Secondly, as an end-to-end network, the MFN can directly utilize time-series SAR image raw data and can automatically implement feature extraction during training. This not only simplifies the processing flow but also prevents subjective factors affect the quality of the PS pixel.

The process of the MFN-based PS-InSAR algorithm is shown in Figure 4, and the MFN structure is shown in Figure 5. In this section, we will introduce the MFN’s structure and the construction of training datasets.

3.1. Spatial Characteristics Extraction Based on 3D U-Net

Previous studies have shown that PS pixels are always statistically inhomogeneous in their neighborhood [20]. Therefore, in building MFN, our first consideration is to make it possible to realize the spatial characteristics extraction of the raw time-series SAR images.

3D U-Net is a CNN that was proposed and applied to biomedical volumetric image segmentation in 2016 [30]. As an improvement based on the U-Net [41], it consists of an encoding path and a decoding path. The encoding path follows the typical CNN structure. However, in the decoding path, the pooling operators are replaced by up-sampling operators to increase the resolution of the output. In each resolution step, features from the encoding path are combined with the upsampled output. 3D U-Net transforms traditional 2D architecture into 3D architecture, which corresponds exactly to the 3D structure of time-series SAR images (image number × length × width). In addition, the time-series SAR image feature extraction task is not a conventional computer vision task, which requires autonomous data generation and annotation, with fewer samples available for training; thus, using a network structure with a large number of parameters may cause overfitting. So here we only set four resolution steps.

The left part of Figure 5 shows the 3D U-Net structure in the MFN. The encoding path expands the receptive field by 2 × 2 × 2 max pooling with 2 × 2 × 2 stride. Each step extracts the spatially relevant information around pixels using two 3 × 3 × 3 3D convolutions with ReLU activation function. Normalization is essential to reduce the difficulty of network training. Among the most classic methods is Batch Normalization (BN), which involves normalization along the batch dimension. However, considering that the time-series SAR image sets occupy a large memory space, the batch size during training cannot be set sufficiently large, which leads to increased errors in BN. To address this, we introduce Group Normalization (GN) [42] before each convolution. This method divides the channel dimension into groups and performs normalization within each group. Since GN does not rely on the batch dimension, its performance is unaffected by batch size. The decoding path recovers the spatially relevant information voxel to the original scale by four steps upsampling exactly opposite to the above four steps max pooling. The data in the same resolution step of the encoding and the decoding path are directly connected in the channel dimension which allows the feature maps recovered from upsampling to contain more low-level information.
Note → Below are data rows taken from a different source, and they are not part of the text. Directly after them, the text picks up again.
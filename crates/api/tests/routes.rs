//! Router tests driving the axum service in-process

use std::path::Path;
use std::sync::Arc;

use api::{create_router, AnalysisPipeline, AppConfig, AppState, SharedState, VideoBackend};
use attention_engine::AnalysisConfig;
use axum::{
    body::{to_bytes, Body},
    http::{header, Request, StatusCode},
    Router,
};
use eye_tracker::{
    EyeDetector, EyeTracker, FaceDetector, FaceSelection, FrameSampler, Region, TimeBase,
    TrackerError,
};
use frame_capture::{CaptureError, FrameSource, GrayFrame, MemorySource, VideoFrame};
use plot_render::{PlotConfig, PlotRenderer};
use serde_json::Value;
use storage::StorageConfig;
use tokio::sync::RwLock;
use tower::ServiceExt;

const BOUNDARY: &str = "attention-test-boundary";

/// Whole frame is the face; bright frames show eyes
struct BrightFrames;

impl FaceDetector for BrightFrames {
    fn detect_faces(&self, gray: &GrayFrame) -> Result<Vec<Region>, TrackerError> {
        Ok(vec![Region::new(0, 0, gray.width, gray.height)])
    }
}

impl EyeDetector for BrightFrames {
    fn detect_eyes(&self, face: &GrayFrame) -> Result<Vec<Region>, TrackerError> {
        Ok(if face.mean_luma() > 128.0 {
            vec![Region::new(0, 0, 2, 2)]
        } else {
            Vec::new()
        })
    }
}

enum Script {
    /// Bright/dark pattern, one frame per entry at 30 fps
    Frames(Vec<bool>),
    Unreadable,
}

struct ScriptedBackend {
    script: Script,
}

impl VideoBackend for ScriptedBackend {
    fn open(&self, _path: &Path) -> Result<Box<dyn FrameSource>, CaptureError> {
        match &self.script {
            Script::Frames(pattern) => {
                let frames = pattern
                    .iter()
                    .enumerate()
                    .map(|(i, &bright)| {
                        let v = if bright { 230 } else { 10 };
                        VideoFrame::filled(16, 16, [v, v, v], i as u64 * 33_333_334, i as u32)
                    })
                    .collect();
                Ok(Box::new(MemorySource::new(frames)))
            }
            Script::Unreadable => Err(CaptureError::Unreadable("moov atom not found".into())),
        }
    }

    fn transcode(&self, _input: &Path, _output: &Path) -> Result<(), CaptureError> {
        Err(CaptureError::Transcode("encoder libx264 not found".into()))
    }
}

fn app(dir: &Path, script: Script) -> Router {
    let config = AppConfig {
        storage: StorageConfig {
            videos_dir: dir.to_path_buf(),
            ..Default::default()
        },
        ..Default::default()
    };

    let tracker = EyeTracker::new(
        Box::new(BrightFrames),
        Box::new(BrightFrames),
        FaceSelection::Largest,
    );
    let pipeline = AnalysisPipeline::new(
        Arc::new(ScriptedBackend { script }),
        FrameSampler::new(tracker, TimeBase::Media),
        AnalysisConfig::default(),
        PlotRenderer::new(PlotConfig::default()).unwrap(),
    );

    let state: SharedState = Arc::new(RwLock::new(AppState::new(&config, pipeline).unwrap()));
    create_router(state, dir, &config.server)
}

fn alternating(frames: usize) -> Script {
    Script::Frames((0..frames).map(|i| (i / 10) % 2 == 0).collect())
}

fn multipart_body(field: &str, filename: &str, data: &[u8]) -> Body {
    let mut body = Vec::new();
    body.extend_from_slice(format!("--{BOUNDARY}\r\n").as_bytes());
    let disposition =
        format!("Content-Disposition: form-data; name=\"{field}\"; filename=\"{filename}\"\r\n");
    body.extend_from_slice(disposition.as_bytes());
    body.extend_from_slice(b"Content-Type: video/webm\r\n\r\n");
    body.extend_from_slice(data);
    body.extend_from_slice(format!("\r\n--{BOUNDARY}--\r\n").as_bytes());
    Body::from(body)
}

fn upload(uri: &str, field: &str, filename: &str) -> Request<Body> {
    Request::builder()
        .method("POST")
        .uri(uri)
        .header(header::CONTENT_TYPE, format!("multipart/form-data; boundary={BOUNDARY}"))
        .body(multipart_body(field, filename, b"\x1a\x45\xdf\xa3 fake webm"))
        .unwrap()
}

async fn json(response: axum::response::Response) -> Value {
    let bytes = to_bytes(response.into_body(), usize::MAX).await.unwrap();
    serde_json::from_slice(&bytes).unwrap()
}

#[tokio::test]
async fn test_upload_without_video_field_is_rejected() {
    let dir = tempfile::tempdir().unwrap();
    let response = app(dir.path(), alternating(60))
        .oneshot(upload("/upload_video", "file", "rec.webm"))
        .await
        .unwrap();

    assert_eq!(response.status(), StatusCode::BAD_REQUEST);
    assert_eq!(json(response).await["error"], "No video file provided");
}

#[tokio::test]
async fn test_upload_with_empty_filename_is_rejected() {
    let dir = tempfile::tempdir().unwrap();
    let response = app(dir.path(), alternating(60))
        .oneshot(upload("/upload_video", "video", ""))
        .await
        .unwrap();

    assert_eq!(response.status(), StatusCode::BAD_REQUEST);
    assert_eq!(json(response).await["error"], "Empty filename");
    assert!(!dir.path().join("session.mp4").exists());
}

#[tokio::test]
async fn test_truncated_upload_leaves_no_partial_file() {
    let dir = tempfile::tempdir().unwrap();
    let mut body = format!("--{BOUNDARY}\r\n").into_bytes();
    body.extend_from_slice(
        b"Content-Disposition: form-data; name=\"video\"; filename=\"rec.webm\"\r\n\r\n",
    );
    // Connection drops before the closing boundary
    body.extend_from_slice(&[0x1a; 4096]);
    let request = Request::builder()
        .method("POST")
        .uri("/upload_video")
        .header(header::CONTENT_TYPE, format!("multipart/form-data; boundary={BOUNDARY}"))
        .body(Body::from(body))
        .unwrap();

    let response = app(dir.path(), alternating(60)).oneshot(request).await.unwrap();
    assert_eq!(response.status(), StatusCode::BAD_REQUEST);
    assert!(json(response).await["error"]
        .as_str()
        .unwrap()
        .starts_with("Failed to read upload"));
    assert!(!dir.path().join("session.mp4").exists());
    assert!(!dir.path().join("session.mp4.part").exists());
}

#[tokio::test]
async fn test_non_multipart_request_is_rejected() {
    let dir = tempfile::tempdir().unwrap();
    let request = Request::builder()
        .method("POST")
        .uri("/upload_video")
        .header(header::CONTENT_TYPE, "application/json")
        .body(Body::from("{}"))
        .unwrap();
    let response = app(dir.path(), alternating(60)).oneshot(request).await.unwrap();
    assert_eq!(response.status(), StatusCode::BAD_REQUEST);
}

#[tokio::test]
async fn test_upload_analyzes_and_serves_plot() {
    let dir = tempfile::tempdir().unwrap();
    let app = app(dir.path(), alternating(60));

    let response = app
        .clone()
        .oneshot(upload("/upload_video", "video", "rec.webm"))
        .await
        .unwrap();
    assert_eq!(response.status(), StatusCode::OK);

    let body = json(response).await;
    assert_eq!(body["success"], true);
    assert_eq!(body["plot_url"], "/plots/eye_tracking_plot.png");
    assert_eq!(body["pie_url"], "/plots/attention_pie.png");
    assert_eq!(body["frames"], 60);
    assert!(body["stats"]["data_count"].as_u64().unwrap() > 0);
    assert!(body["stats"]["x_range"].is_array());
    assert!(body.get("conversion_failed").is_none());
    assert!(dir.path().join("session.mp4").exists());

    let plot = app
        .oneshot(
            Request::builder()
                .uri("/plots/eye_tracking_plot.png")
                .body(Body::empty())
                .unwrap(),
        )
        .await
        .unwrap();
    assert_eq!(plot.status(), StatusCode::OK);
    assert_eq!(plot.headers()[header::CONTENT_TYPE], "image/png");
}

#[tokio::test]
async fn test_failed_transcode_still_analyzes() {
    let dir = tempfile::tempdir().unwrap();
    let response = app(dir.path(), alternating(60))
        .oneshot(upload("/upload_video?save_with_opencv=true", "video", "rec.webm"))
        .await
        .unwrap();

    assert_eq!(response.status(), StatusCode::OK);
    let body = json(response).await;
    assert_eq!(body["conversion_failed"], true);
    assert!(body["conversion_error"].as_str().unwrap().contains("libx264"));
    assert!(body["stats"]["data_count"].as_u64().unwrap() > 0);
}

#[tokio::test]
async fn test_upload_without_frames_is_no_data() {
    let dir = tempfile::tempdir().unwrap();
    let response = app(dir.path(), Script::Frames(Vec::new()))
        .oneshot(upload("/upload_video", "video", "rec.webm"))
        .await
        .unwrap();

    assert_eq!(response.status(), StatusCode::UNPROCESSABLE_ENTITY);
    assert_eq!(json(response).await["error"], "No data to analyze");
}

#[tokio::test]
async fn test_unreadable_video_is_distinct_from_no_data() {
    let dir = tempfile::tempdir().unwrap();
    let response = app(dir.path(), Script::Unreadable)
        .oneshot(upload("/upload_video", "video", "rec.webm"))
        .await
        .unwrap();

    assert_eq!(response.status(), StatusCode::UNPROCESSABLE_ENTITY);
    let error = json(response).await["error"].as_str().unwrap().to_string();
    assert!(error.starts_with("Could not read video"), "{error}");
}

#[tokio::test]
async fn test_analyze_latest_without_upload_is_not_found() {
    let dir = tempfile::tempdir().unwrap();
    let response = app(dir.path(), alternating(60))
        .oneshot(Request::builder().uri("/analyze_latest").body(Body::empty()).unwrap())
        .await
        .unwrap();

    assert_eq!(response.status(), StatusCode::NOT_FOUND);
    assert_eq!(json(response).await["error"], "No video found for analysis");
}

#[tokio::test]
async fn test_analyze_latest_after_upload() {
    let dir = tempfile::tempdir().unwrap();
    let app = app(dir.path(), alternating(90));

    let first = app
        .clone()
        .oneshot(upload("/upload_video", "video", "rec.webm"))
        .await
        .unwrap();
    assert_eq!(first.status(), StatusCode::OK);
    let first = json(first).await;

    let again = app
        .clone()
        .oneshot(Request::builder().uri("/analyze_latest").body(Body::empty()).unwrap())
        .await
        .unwrap();
    assert_eq!(again.status(), StatusCode::OK);
    let again = json(again).await;
    assert_eq!(again["message"], "Video analyzed successfully");
    assert_eq!(again["stats"], first["stats"]);
    assert_eq!(again["analysis_id"], 2);

    let health = app
        .oneshot(Request::builder().uri("/api/v1/health").body(Body::empty()).unwrap())
        .await
        .unwrap();
    let health = json(health).await;
    assert_eq!(health["status"], "healthy");
    assert_eq!(health["session"]["has_video"], true);
    assert_eq!(health["session"]["analyses"], 2);
    let recent = health["session"]["recent"].as_array().unwrap();
    assert_eq!(recent.len(), 2);
    assert_eq!(recent[0]["id"], 2);
    assert_eq!(recent[1]["id"], 1);
    assert_eq!(recent[0]["data_count"], first["stats"]["data_count"]);
    let ratio = recent[0]["paying_ratio"].as_f64().unwrap();
    assert!((0.0..=1.0).contains(&ratio));
}

#[tokio::test]
async fn test_chat_requires_messages_and_key() {
    let dir = tempfile::tempdir().unwrap();
    let app = app(dir.path(), alternating(10));

    let empty = app
        .clone()
        .oneshot(
            Request::builder()
                .method("POST")
                .uri("/openai")
                .header(header::CONTENT_TYPE, "application/json")
                .body(Body::from(r#"{"messages": []}"#))
                .unwrap(),
        )
        .await
        .unwrap();
    assert_eq!(empty.status(), StatusCode::BAD_REQUEST);
    assert_eq!(json(empty).await["error"], "No messages provided");

    // AppConfig::default() carries no API key
    let no_key = app
        .oneshot(
            Request::builder()
                .method("POST")
                .uri("/openai")
                .header(header::CONTENT_TYPE, "application/json")
                .body(Body::from(r#"{"messages": [{"role": "user", "content": "hi"}]}"#))
                .unwrap(),
        )
        .await
        .unwrap();
    assert_eq!(no_key.status(), StatusCode::INTERNAL_SERVER_ERROR);
    assert_eq!(json(no_key).await["error"], "API key not configured");
}

#[tokio::test]
async fn test_missing_plot_is_not_found() {
    let dir = tempfile::tempdir().unwrap();
    let response = app(dir.path(), alternating(10))
        .oneshot(Request::builder().uri("/plots/nothing.png").body(Body::empty()).unwrap())
        .await
        .unwrap();
    assert_eq!(response.status(), StatusCode::NOT_FOUND);
}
The network-required input is a voxel tile of 38 time-series SAR images with two channels (corresponding to the real and imaginary parts of SAR images). To mitigate demands on computer hardware resources [43], we employ an overlapping blocking strategy to group the large coverage data into the network. Specifically, the time-series SAR images are divided along the length and width dimensions, with each division creating a 100 × 100 pixel block. This means a single batch of data transmitted into the network has a size of 2 × 38 × 100 × 100 (channel × image number × length × width). Each block is partitioned with a stride of 40 along both the length and width dimensions, indicating that there is some overlap between consecutive batches of data derived from the same time-series SAR image set. The average prediction of all the blocks containing each pixel determines the final probability of identifying that pixel as a PS pixel. Insufficient spatial information creates uncertainty regarding the effectiveness of the network on block edge pixels. Nevertheless, our overlapping strategy ensures that all internal pixels receive enough information in specific blocks. This ensures that the prediction results of pixels remain unaffected by the blocking operation.

3.2. Temporal Characteristics Extraction Based on CLSTM

The phase stability of a pixel responds to the overall variation of its phase value in time-series SAR images. The 3D convolutions kernel of the previously mentioned 3D U-Net has one dimension corresponding to the image number of the time-series SAR images, which means that it has a certain capability of temporal characteristics extraction. However, the structure of the 3D U-Net is not designed for time-series analysis.

CLSTM is an RNN for time-series data analysis. As a generalization of the classical LSTM structure, it creatively replaces the full connections in input-to-state and state-to-state transitions with convolutional networks [31].This makes CLSTM capture characteristics better.

A complete CLSTM structure consists of several levels of sequentially connected CLSTM blocks. The structure of the CLSTM block corresponding to the t-th spatial feature map is shown in Figure 6. The block updates and maintains the input cell state through the control of a series of switching units, thus maintaining a long-time memory of the input data and outputting the results of the timing analysis. The switching units are categorized into forget gates, input gates, and output gates according to their functions, and the maintenance process of the network module can be expressed as follows [31].

f_{t} = σ (W_{x f} * X_{t} + W_{h f} * H_{t - 1} + W_{c f} ⊙ C_{t - 1} + b_{f})

(4)

i_{t} = σ (W_{x i} * X_{t} + W_{h i} * H_{t - 1} + W_{c i} ⊙ C_{t - 1} + b_{i})

(5)

C_{t} = f_{t} ⊙ C_{t - 1} + i_{t} ⊙ \tanh (W_{x c} * X_{t} + W_{h c} * H_{t - 1} + b_{c})

(6)

o_{t} = σ (W_{x o} * X_{t} + W_{h o} * H_{t - 1} + W_{c o} ⊙ C_{t} + b_{o})

(7)

H_{t} = o_{t} ⊙ \tanh (C_{t})

(8)

where

σ (\cdot)

denotes the Sigmoid activation function, ∗ denotes the convolution operation, and ⨀ denotes the Hadamard product.

W_{x} = [W_{x f}, W_{x i}, W_{x o}]

,

W_{h} = [W_{h f}, W_{h i}, W_{h o}]

,

W_{c} = [W_{c f}, W_{c i}, W_{c o}]

are weights used to adjust the switching units

f_{t}

,

i_{t}

,

o_{t}

, respectively, and

b_{c} = [b_{f}, b_{i}, b_{c}, b_{o}]

is the corresponding bias. Benefiting from the existence of these gates in each block, CLSTM can overcome the long-term dependencies problem [44] and effectively discover the relationship between the changing pattern of pixels in the time-series and whether they are PS pixels or not.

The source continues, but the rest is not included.